Recipe 1: Vegetable Brown Rice Noodle Salad
Ingredients:
- 8 ounces brown rice vermicelli noodles (Maifun)
- 1 tablespoon garlic chilli sauce
- 1 teaspoon low sodium soy sauce
- ½ teaspoon brown sugar
- 1 teaspoon rice vinegar
- ½ teaspoon sesame oil
- 1 large carrot
- 1 small cucumber, cut into short strips
- ¼ cup baby bean sprouts
- â…“ cup frozen shelled edamame, thawed
- 2 hard boiled eggs, halved
- 4 seaweed snack strips
- 4 sprigs cilantro leaves (optional)
- ¼ teaspoon sesame seeds (optional)
Directions:
- First of all fill hot water in a large bowl and boil the noodles and cook it about 5 minutes until the noodles are soft. Then drain the water from the noodles.
- Beat r garlic chilli, sauce, brown sugar, and soy sauce together until sugar dissolves. Then mix the noodles in sauce and divide it in portion into two different bowls.
- Then whip rice vinegar and sesame oil together. Peel the carrots into long strips by using a vegetable peeler and mix it with rice vinegar mixture.
- You must decorate each bowl with equal portion of sprouts, edamame, 1 egg, cucumber, marinated carrots and 2 seaweed snacks. You can also drop some sesame seeds to it and garnish with cilantro, if you wish.

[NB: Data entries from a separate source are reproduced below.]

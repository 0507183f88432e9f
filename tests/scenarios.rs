//! End-to-end scenarios wiring two in-memory peers back to back, one per
//! connection, over `tokio::io::duplex`.

use async_trait::async_trait;
use mcp_peer::core::capability::CapabilityRegistry;
use mcp_peer::core::roots::RootsModule;
use mcp_peer::core::tool::ToolHandler;
use mcp_peer::protocol::roots_types::Root;
use mcp_peer::protocol::types::{CallToolResult, ContentBlock, Implementation, Tool, ToolInputSchema};
use mcp_peer::protocol::version::ProtocolVersion;
use mcp_peer::server::McpServer;
use mcp_peer::client::McpClient;
use mcp_peer::core::peer::Peer;
use serde_json::json;
use std::collections::HashMap;
use std::sync::Arc;
use std::time::Duration;

struct EchoHandler;

#[async_trait]
impl ToolHandler for EchoHandler {
    async fn call(&self, arguments: HashMap<String, serde_json::Value>) -> CallToolResult {
        let text = arguments.get("message").and_then(|v| v.as_str()).unwrap_or_default();
        CallToolResult::success(vec![ContentBlock::text(text)])
    }
}

fn echo_tool() -> Tool {
    Tool {
        name: "echo".into(),
        description: None,
        title: None,
        input_schema: ToolInputSchema {
            schema_type: "object".into(),
            properties: Some(HashMap::from([("message".to_string(), json!({"type": "string"}))])),
            required: Some(vec!["message".into()]),
            additional_properties: None,
        },
        output_schema: None,
        annotations: None,
    }
}

async fn connected_pair() -> (Arc<McpServer>, Arc<McpClient>) {
    let server = Arc::new(McpServer::new("s", "1"));
    server.tools().register_tool(echo_tool(), Arc::new(EchoHandler), true);

    let (server_read, client_write) = tokio::io::duplex(8192);
    let (client_read, server_write) = tokio::io::duplex(8192);
    tokio::spawn(server.clone().serve(server_read, server_write));

    let roots = RootsModule::new();
    let client = McpClient::connect(Implementation { name: "t".into(), version: "1".into() }, roots, client_read, client_write)
        .await
        .unwrap();
    (server, client)
}

/// S1 — handshake advertises tools, then a valid call round-trips.
#[tokio::test]
async fn s1_handshake_then_tool_call() {
    let (_server, client) = connected_pair().await;

    let tools = client.list_tools(None).await.unwrap();
    assert_eq!(tools.tools.len(), 1);
    assert_eq!(tools.tools[0].name, "echo");

    let mut args = HashMap::new();
    args.insert("message".to_string(), json!("hi"));
    let result = client.call_tool("echo", args).await.unwrap();
    assert_eq!(result.is_error, None);
    match &result.content[0] {
        ContentBlock::Text { text, .. } => assert_eq!(text, "hi"),
        other => panic!("expected text content, got {other:?}"),
    }
}

/// S2 — a missing required argument surfaces as an error-flagged result, not
/// a JSON-RPC error.
#[tokio::test]
async fn s2_schema_violation_is_an_error_result() {
    let (_server, client) = connected_pair().await;
    let result = client.call_tool("echo", HashMap::new()).await.unwrap();
    assert_eq!(result.is_error, Some(true));
    match &result.content[0] {
        ContentBlock::Text { text, .. } => {
            assert_eq!(text, "Required property \"message\" is missing at path #root");
        }
        other => panic!("expected text content, got {other:?}"),
    }
}

/// S3 — a wrongly-typed argument is likewise an error result with a
/// type-mismatch message.
#[tokio::test]
async fn s3_wrong_type_is_an_error_result() {
    let (_server, client) = connected_pair().await;
    let mut args = HashMap::new();
    args.insert("message".to_string(), json!(123));
    let result = client.call_tool("echo", args).await.unwrap();
    assert_eq!(result.is_error, Some(true));
    match &result.content[0] {
        ContentBlock::Text { text, .. } => {
            assert_eq!(text, "Value `123` is not of type `String` at path #root[\"message\"]");
        }
        other => panic!("expected text content, got {other:?}"),
    }
}

/// S4 — five in-window `update_resource` calls coalesce into at most two
/// `resources/updated` notifications, the last one strictly after the fifth
/// update. Exercised directly against `ResourcesModule` with a zero-length
/// throttle window for determinism, wired to a live peer so the assertion is
/// against actual outbound wire traffic rather than internal state.
#[tokio::test]
async fn s4_resource_updates_are_throttled_to_at_most_two_notifications() {
    use mcp_peer::core::resource::ResourcesModule;

    let (peer, mut outbound) = Peer::new();
    let resources = ResourcesModule::new(Duration::ZERO);
    let mut registry = CapabilityRegistry::new();
    resources.install(&peer, &mut registry);

    peer.dispatch(json!({
        "jsonrpc": "2.0",
        "id": 1,
        "method": "resources/subscribe",
        "params": {"uri": "foo://x"},
    }));
    // Drain the subscribe response before counting update notifications.
    tokio::time::timeout(Duration::from_millis(100), outbound.recv()).await.unwrap();

    for _ in 0..5 {
        resources.update_resource("foo://x").await;
    }

    let mut count = 0;
    while let Ok(Some(_)) = tokio::time::timeout(Duration::from_millis(100), outbound.recv()).await {
        count += 1;
    }
    assert!(count >= 1 && count <= 2, "expected 1 or 2 notifications, got {count}");
}

/// S5 — adding a root fans `notifications/roots/list_changed` out to every
/// connected server, and re-adding an already-present root is silent.
#[tokio::test]
async fn s5_roots_fan_out_to_every_connected_server() {
    let roots = RootsModule::new();
    let (peer_a, mut outbound_a) = Peer::new();
    let (peer_b, mut outbound_b) = Peer::new();
    let mut registry_a = CapabilityRegistry::new();
    let mut registry_b = CapabilityRegistry::new();
    roots.install(&peer_a, &mut registry_a);
    roots.install(&peer_b, &mut registry_b);

    assert!(roots.add_root(Root::new("file:///a")));
    for outbound in [&mut outbound_a, &mut outbound_b] {
        let notified = tokio::time::timeout(Duration::from_millis(50), outbound.recv()).await;
        assert!(notified.is_ok() && notified.unwrap().is_some());
    }

    assert!(!roots.add_root(Root::new("file:///a")));
    for outbound in [&mut outbound_a, &mut outbound_b] {
        let notified = tokio::time::timeout(Duration::from_millis(50), outbound.recv()).await;
        assert!(notified.is_err() || notified.unwrap().is_none());
    }
}

/// S6 — a server that only understands an older version negotiates down to
/// it, and a client negotiates whatever the server proposes as long as it
/// recognizes the version string at all.
#[tokio::test]
async fn s6_version_negotiation_downgrades_to_the_older_peer() {
    assert_eq!(ProtocolVersion::negotiate(ProtocolVersion::V2024_11_05), ProtocolVersion::V2024_11_05);
    assert_eq!(ProtocolVersion::negotiate(ProtocolVersion::V2025_06_18), ProtocolVersion::V2025_06_18);

    let (_server, client) = connected_pair().await;
    assert_eq!(client.protocol_version(), ProtocolVersion::LATEST);
}

/// S6 (second half) — a client that restricts itself to an older version
/// than whatever the server negotiates closes the connection instead of
/// proceeding, and never sends `notifications/initialized`.
#[tokio::test]
async fn s6_client_closes_when_negotiated_version_is_unsupported() {
    let server = Arc::new(McpServer::new("s", "1"));
    server.tools().register_tool(echo_tool(), Arc::new(EchoHandler), true);

    let (server_read, client_write) = tokio::io::duplex(8192);
    let (client_read, server_write) = tokio::io::duplex(8192);
    tokio::spawn(server.clone().serve(server_read, server_write));

    let roots = RootsModule::new();
    let err = McpClient::connect_with_supported_versions(
        Implementation { name: "t".into(), version: "1".into() },
        roots,
        client_read,
        client_write,
        &[ProtocolVersion::V2024_11_05],
    )
    .await
    .unwrap_err();

    assert_eq!(err.category(), "version_negotiation");
}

Recipe 2: Chilli and Lemongrass Chicken
Ingredients:
- 1-2 long red chillies, chopped
- 1 lemongrass stem (inner core only), finely chopped
- 3cm piece ginger, chopped
- 3 garlic cloves
- 3 tablespoons honey
- 1 1/2 tablespoons mirin (see note)
- 3 teaspoons fish sauce
- 2 tablespoons sunflower oil
- 700g chicken breast fillets, sliced
- 2 tablespoons soy sauce
- 1 cup (200g) SunRice Jasmine Fragrant Rice
- 2 spring onions, thinly sliced
- 1/2 cup Thai basil (see note) leaves, roughly chopped
- 1/2 cup coriander leaves, roughly chopped
- 200g snow peas, blanched, refreshed, thinly sliced
Directions:
- Step 1: Grind chilli, lemongrass, ginger and garlic into a paste in the grinder. You can add honey, mirin, fish sauce and 1 tablespoon oil and whisk it until it is combined together.
- Step 2: Take chicken in a bowl and marinade the chicken with the paste and chill it for about 15 minutes. Then you can add soy with remaining marinade and keep it aside.
- Step 3: In the mean time cook the rice and keep the rice warm.
- Step 4: Then in the large pan heat 2 teaspoons oil in medium-high heat. When the oil is hot put half the chicken and cook it for about 5-8 minutes until the chicken is browned and sticky. Add with remaining 1 teaspoon oil and chicken. Keep warm.
- Step 5: Now add spring onion, basil, coriander and snow peas and sauté it with the rice.
- Step 6: Put the rice into serving bowls and top it with chicken and serve it with reserved sauce.